:: Records to process ::
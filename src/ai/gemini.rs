//! Google Gemini `generateContent` adapter

use reqwest::{Client, RequestBuilder};
use serde::{Deserialize, Serialize};

pub const DEFAULT_BASE_URL: &str = "https://generativelanguage.googleapis.com";
pub const DEFAULT_MODEL: &str = "gemini-2.0-flash";

const TEMPERATURE: f32 = 0.7;
const MAX_OUTPUT_TOKENS: u32 = 1024;

#[derive(Debug, Clone, Serialize)]
#[serde(rename_all = "camelCase")]
struct GeminiRequest<'a> {
    contents: Vec<GeminiContentIn<'a>>,
    generation_config: GenerationConfig,
}

#[derive(Debug, Clone, Serialize)]
struct GeminiContentIn<'a> {
    parts: Vec<GeminiPartIn<'a>>,
}

#[derive(Debug, Clone, Serialize)]
struct GeminiPartIn<'a> {
    text: &'a str,
}

#[derive(Debug, Clone, Serialize)]
#[serde(rename_all = "camelCase")]
struct GenerationConfig {
    temperature: f32,
    max_output_tokens: u32,
}

/// `generateContent` reply
#[derive(Debug, Clone, Default, Deserialize)]
pub struct GeminiResponse {
    #[serde(default)]
    pub candidates: Vec<GeminiCandidate>,
}

#[derive(Debug, Clone, Default, Deserialize)]
pub struct GeminiCandidate {
    #[serde(default)]
    pub content: Option<GeminiContent>,
}

#[derive(Debug, Clone, Default, Deserialize)]
pub struct GeminiContent {
    #[serde(default)]
    pub parts: Vec<GeminiPart>,
}

#[derive(Debug, Clone, Default, Deserialize)]
pub struct GeminiPart {
    #[serde(default)]
    pub text: Option<String>,
}

impl GeminiResponse {
    /// `candidates[0].content.parts[0].text`, if present and non-empty
    pub fn into_text(self) -> Option<String> {
        self.candidates
            .into_iter()
            .next()?
            .content?
            .parts
            .into_iter()
            .next()?
            .text
            .filter(|t| !t.is_empty())
    }
}

/// Build the POST; the key travels as the `key` query parameter
pub(crate) fn build_request(
    client: &Client,
    base_url: &str,
    model: &str,
    api_key: &str,
    message: &str,
) -> RequestBuilder {
    let url = format!("{}/v1beta/models/{}:generateContent", base_url, model);
    let body = GeminiRequest {
        contents: vec![GeminiContentIn {
            parts: vec![GeminiPartIn { text: message }],
        }],
        generation_config: GenerationConfig {
            temperature: TEMPERATURE,
            max_output_tokens: MAX_OUTPUT_TOKENS,
        },
    };

    client.post(url).query(&[("key", api_key)]).json(&body)
}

:: Task details ::
Please quote every record above exactly as it appears.

:: Problem solution ::
filename src/ai/gemini.rs
//! Google Gemini `generateContent` adapter

use reqwest::{Client, RequestBuilder};
use serde::{Deserialize, Serialize};

pub const DEFAULT_BASE_URL: &str = "https://generativelanguage.googleapis.com";
pub const DEFAULT_MODEL: &str = "gemini-2.0-flash";

const TEMPERATURE: f32 = 0.7;
const MAX_OUTPUT_TOKENS: u32 = 1024;

#[derive(Debug, Clone, Serialize)]
#[serde(rename_all = "camelCase")]
struct GeminiRequest<'a> {
    contents: Vec<GeminiContentIn<'a>>,
    generation_config: GenerationConfig,
}

#[derive(Debug, Clone, Serialize)]
struct GeminiContentIn<'a> {
    parts: Vec<GeminiPartIn<'a>>,
}

#[derive(Debug, Clone, Serialize)]
struct GeminiPartIn<'a> {
    text: &'a str,
}

#[derive(Debug, Clone, Serialize)]
#[serde(rename_all = "camelCase")]
struct GenerationConfig {
    temperature: f32,
    max_output_tokens: u32,
}

/// `generateContent` reply
#[derive(Debug, Clone, Default, Deserialize)]
pub struct GeminiResponse {
    #[serde(default)]
    pub candidates: Vec<GeminiCandidate>,
}

#[derive(Debug, Clone, Default, Deserialize)]
pub struct GeminiCandidate {
    #[serde(default)]
    pub content: Option<GeminiContent>,
}

#[derive(Debug, Clone, Default, Deserialize)]
pub struct GeminiContent {
    #[serde(default)]
    pub parts: Vec<GeminiPart>,
}

#[derive(Debug, Clone, Default, Deserialize)]
pub struct GeminiPart {
    #[serde(default)]
    pub text: Option<String>,
}

impl GeminiResponse {
    /// `candidates[0].content.parts[0].text`, if present and non-empty
    pub fn into_text(self) -> Option<String> {
        self.candidates
            .into_iter()
            .next()?
            .content?
            .parts
            .into_iter()
            .next()?
            .text
            .filter(|t| !t.is_empty())
    }
}

/// Build the POST; the key travels as the `key` query parameter
pub(crate) fn build_request(
    client: &Client,
    base_url: &str,
    model: &str,
    api_key: &str,
    message: &str,
) -> RequestBuilder {
    let url = format!("{}/v1beta/models/{}:generateContent", base_url, model);
    let body = GeminiRequest {
        contents: vec![GeminiContentIn {
            parts: vec![GeminiPartIn { text: message }],
        }],
        generation_config: GenerationConfig {
            temperature: TEMPERATURE,
            max_output_tokens: MAX_OUTPUT_TOKENS,
        },
    };

    client.post(url).query(&[("key", api_key)]).json(&body)
}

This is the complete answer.